» **Assigned task**
Among the records below, find the lines with the word "false" and copy them.

» **Given data**
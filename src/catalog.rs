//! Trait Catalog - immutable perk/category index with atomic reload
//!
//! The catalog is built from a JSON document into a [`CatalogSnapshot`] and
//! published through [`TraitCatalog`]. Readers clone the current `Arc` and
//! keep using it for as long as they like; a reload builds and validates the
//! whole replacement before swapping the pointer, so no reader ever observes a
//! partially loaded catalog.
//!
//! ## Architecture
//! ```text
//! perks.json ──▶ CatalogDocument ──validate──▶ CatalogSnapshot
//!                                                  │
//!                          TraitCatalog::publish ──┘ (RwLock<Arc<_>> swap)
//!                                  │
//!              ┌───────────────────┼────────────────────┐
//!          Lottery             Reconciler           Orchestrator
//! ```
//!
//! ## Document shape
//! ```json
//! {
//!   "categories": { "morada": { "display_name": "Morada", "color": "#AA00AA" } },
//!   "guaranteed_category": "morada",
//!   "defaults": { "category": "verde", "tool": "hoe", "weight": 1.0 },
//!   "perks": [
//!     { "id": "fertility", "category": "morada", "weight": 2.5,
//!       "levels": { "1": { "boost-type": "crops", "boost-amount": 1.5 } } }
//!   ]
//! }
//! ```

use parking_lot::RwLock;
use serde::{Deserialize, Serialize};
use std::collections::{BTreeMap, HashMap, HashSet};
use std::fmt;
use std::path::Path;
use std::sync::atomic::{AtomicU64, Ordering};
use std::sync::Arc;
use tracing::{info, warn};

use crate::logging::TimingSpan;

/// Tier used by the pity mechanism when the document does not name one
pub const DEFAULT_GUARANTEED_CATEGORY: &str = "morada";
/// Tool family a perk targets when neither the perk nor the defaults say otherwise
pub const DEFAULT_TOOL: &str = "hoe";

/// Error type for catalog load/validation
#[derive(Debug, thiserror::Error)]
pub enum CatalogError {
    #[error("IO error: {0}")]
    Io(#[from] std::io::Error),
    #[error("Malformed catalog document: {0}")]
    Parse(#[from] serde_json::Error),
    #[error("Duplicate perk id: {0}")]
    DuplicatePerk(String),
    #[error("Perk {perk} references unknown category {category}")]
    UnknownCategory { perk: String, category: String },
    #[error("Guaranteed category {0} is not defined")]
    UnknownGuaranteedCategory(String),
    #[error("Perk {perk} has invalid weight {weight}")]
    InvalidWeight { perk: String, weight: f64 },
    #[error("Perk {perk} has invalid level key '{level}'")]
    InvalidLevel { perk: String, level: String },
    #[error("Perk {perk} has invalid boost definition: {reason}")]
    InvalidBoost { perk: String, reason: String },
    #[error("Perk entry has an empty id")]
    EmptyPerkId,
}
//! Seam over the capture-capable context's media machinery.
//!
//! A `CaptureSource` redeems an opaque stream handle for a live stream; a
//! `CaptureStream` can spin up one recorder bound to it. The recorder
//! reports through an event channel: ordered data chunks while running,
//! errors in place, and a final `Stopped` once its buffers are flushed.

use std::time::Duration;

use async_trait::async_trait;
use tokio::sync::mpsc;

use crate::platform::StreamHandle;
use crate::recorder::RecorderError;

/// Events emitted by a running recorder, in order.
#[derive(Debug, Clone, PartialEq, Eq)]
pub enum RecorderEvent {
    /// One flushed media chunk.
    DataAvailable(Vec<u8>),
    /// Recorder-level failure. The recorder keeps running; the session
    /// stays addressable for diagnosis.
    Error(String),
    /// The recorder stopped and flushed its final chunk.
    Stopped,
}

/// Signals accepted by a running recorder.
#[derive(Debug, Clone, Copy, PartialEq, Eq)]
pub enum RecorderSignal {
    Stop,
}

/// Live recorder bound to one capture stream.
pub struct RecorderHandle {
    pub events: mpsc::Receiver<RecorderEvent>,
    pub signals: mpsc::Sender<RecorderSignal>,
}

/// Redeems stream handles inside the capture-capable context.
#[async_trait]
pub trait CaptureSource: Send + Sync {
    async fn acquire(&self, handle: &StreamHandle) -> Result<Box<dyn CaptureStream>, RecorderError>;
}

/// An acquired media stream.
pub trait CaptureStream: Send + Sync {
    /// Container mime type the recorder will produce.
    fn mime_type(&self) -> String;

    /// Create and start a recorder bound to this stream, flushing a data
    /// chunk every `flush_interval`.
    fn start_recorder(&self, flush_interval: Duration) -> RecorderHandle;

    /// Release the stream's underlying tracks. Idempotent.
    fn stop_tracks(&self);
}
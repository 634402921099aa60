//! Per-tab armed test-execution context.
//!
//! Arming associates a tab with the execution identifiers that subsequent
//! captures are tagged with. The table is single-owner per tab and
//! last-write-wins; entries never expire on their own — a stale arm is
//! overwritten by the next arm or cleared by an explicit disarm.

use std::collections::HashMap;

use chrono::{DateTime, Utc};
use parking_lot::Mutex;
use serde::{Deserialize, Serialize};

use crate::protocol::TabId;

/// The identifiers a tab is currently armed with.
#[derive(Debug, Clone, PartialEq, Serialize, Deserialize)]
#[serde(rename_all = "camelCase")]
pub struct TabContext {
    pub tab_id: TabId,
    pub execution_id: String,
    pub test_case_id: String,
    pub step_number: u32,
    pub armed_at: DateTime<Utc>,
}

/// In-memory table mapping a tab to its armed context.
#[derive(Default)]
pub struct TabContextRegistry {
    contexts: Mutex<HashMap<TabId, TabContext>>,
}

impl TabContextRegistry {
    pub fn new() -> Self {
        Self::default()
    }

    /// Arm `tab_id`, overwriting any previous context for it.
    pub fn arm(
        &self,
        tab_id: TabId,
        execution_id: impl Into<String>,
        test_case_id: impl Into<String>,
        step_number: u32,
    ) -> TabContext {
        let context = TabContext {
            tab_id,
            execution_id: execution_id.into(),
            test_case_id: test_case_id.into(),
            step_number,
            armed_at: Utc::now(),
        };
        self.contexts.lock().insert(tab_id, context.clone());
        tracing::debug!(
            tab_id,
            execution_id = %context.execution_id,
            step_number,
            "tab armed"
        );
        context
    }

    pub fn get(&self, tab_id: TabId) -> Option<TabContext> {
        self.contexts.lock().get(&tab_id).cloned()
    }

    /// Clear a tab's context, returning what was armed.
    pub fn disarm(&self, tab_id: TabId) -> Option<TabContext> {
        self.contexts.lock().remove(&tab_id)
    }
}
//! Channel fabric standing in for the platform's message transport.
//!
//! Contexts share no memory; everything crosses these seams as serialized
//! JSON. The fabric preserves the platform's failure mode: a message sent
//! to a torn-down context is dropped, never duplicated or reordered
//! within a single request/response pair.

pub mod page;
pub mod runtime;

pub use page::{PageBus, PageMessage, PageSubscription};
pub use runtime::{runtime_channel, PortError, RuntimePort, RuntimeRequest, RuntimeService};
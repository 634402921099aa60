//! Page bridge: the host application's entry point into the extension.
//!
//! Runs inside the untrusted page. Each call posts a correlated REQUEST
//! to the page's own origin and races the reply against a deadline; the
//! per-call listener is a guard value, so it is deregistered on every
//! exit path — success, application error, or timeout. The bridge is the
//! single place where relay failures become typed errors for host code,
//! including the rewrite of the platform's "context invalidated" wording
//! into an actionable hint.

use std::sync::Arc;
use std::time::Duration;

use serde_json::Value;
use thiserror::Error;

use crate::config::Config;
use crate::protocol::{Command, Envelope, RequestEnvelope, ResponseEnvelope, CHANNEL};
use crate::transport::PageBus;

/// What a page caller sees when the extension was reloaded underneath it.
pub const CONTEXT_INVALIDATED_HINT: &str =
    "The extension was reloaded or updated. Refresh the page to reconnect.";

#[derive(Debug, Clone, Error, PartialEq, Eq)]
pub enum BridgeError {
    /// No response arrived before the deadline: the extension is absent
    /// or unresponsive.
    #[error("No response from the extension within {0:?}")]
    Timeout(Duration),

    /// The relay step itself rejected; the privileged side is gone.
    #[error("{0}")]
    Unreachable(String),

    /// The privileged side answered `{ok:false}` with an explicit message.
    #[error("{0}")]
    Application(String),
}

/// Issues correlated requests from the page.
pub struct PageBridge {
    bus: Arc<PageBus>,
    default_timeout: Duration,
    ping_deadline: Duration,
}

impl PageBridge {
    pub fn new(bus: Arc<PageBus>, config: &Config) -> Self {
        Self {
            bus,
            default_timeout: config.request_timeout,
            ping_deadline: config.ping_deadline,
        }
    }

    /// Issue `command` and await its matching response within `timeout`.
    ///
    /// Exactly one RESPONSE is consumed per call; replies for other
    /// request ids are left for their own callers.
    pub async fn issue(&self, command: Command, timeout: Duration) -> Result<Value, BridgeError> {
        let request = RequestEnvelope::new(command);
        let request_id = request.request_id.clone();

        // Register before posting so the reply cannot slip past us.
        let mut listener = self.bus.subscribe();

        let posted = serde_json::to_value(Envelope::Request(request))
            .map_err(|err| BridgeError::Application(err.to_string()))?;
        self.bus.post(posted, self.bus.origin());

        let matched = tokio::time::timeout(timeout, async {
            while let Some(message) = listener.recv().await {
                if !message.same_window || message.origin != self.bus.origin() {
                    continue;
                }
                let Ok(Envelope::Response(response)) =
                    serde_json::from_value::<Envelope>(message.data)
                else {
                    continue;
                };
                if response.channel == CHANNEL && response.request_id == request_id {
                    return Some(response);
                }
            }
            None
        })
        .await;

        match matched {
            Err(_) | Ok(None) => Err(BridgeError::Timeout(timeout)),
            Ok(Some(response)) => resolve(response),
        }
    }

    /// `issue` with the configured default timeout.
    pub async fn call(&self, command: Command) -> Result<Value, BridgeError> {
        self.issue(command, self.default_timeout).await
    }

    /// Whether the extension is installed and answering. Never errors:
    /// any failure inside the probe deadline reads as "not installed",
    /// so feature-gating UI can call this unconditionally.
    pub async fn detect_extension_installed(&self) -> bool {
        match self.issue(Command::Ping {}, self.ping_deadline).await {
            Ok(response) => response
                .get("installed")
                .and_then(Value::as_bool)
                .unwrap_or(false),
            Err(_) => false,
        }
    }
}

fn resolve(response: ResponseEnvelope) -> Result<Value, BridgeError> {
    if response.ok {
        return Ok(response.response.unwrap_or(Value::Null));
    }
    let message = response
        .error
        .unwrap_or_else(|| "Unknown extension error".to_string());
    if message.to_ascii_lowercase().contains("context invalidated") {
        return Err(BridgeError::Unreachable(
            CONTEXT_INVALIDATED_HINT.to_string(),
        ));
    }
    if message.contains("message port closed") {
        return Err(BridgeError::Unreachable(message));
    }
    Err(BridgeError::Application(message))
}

» **Response to the task**
    /// The privileged side answered `{ok:false}` with an explicit message.
                .unwrap_or(false),
            Err(_) => false,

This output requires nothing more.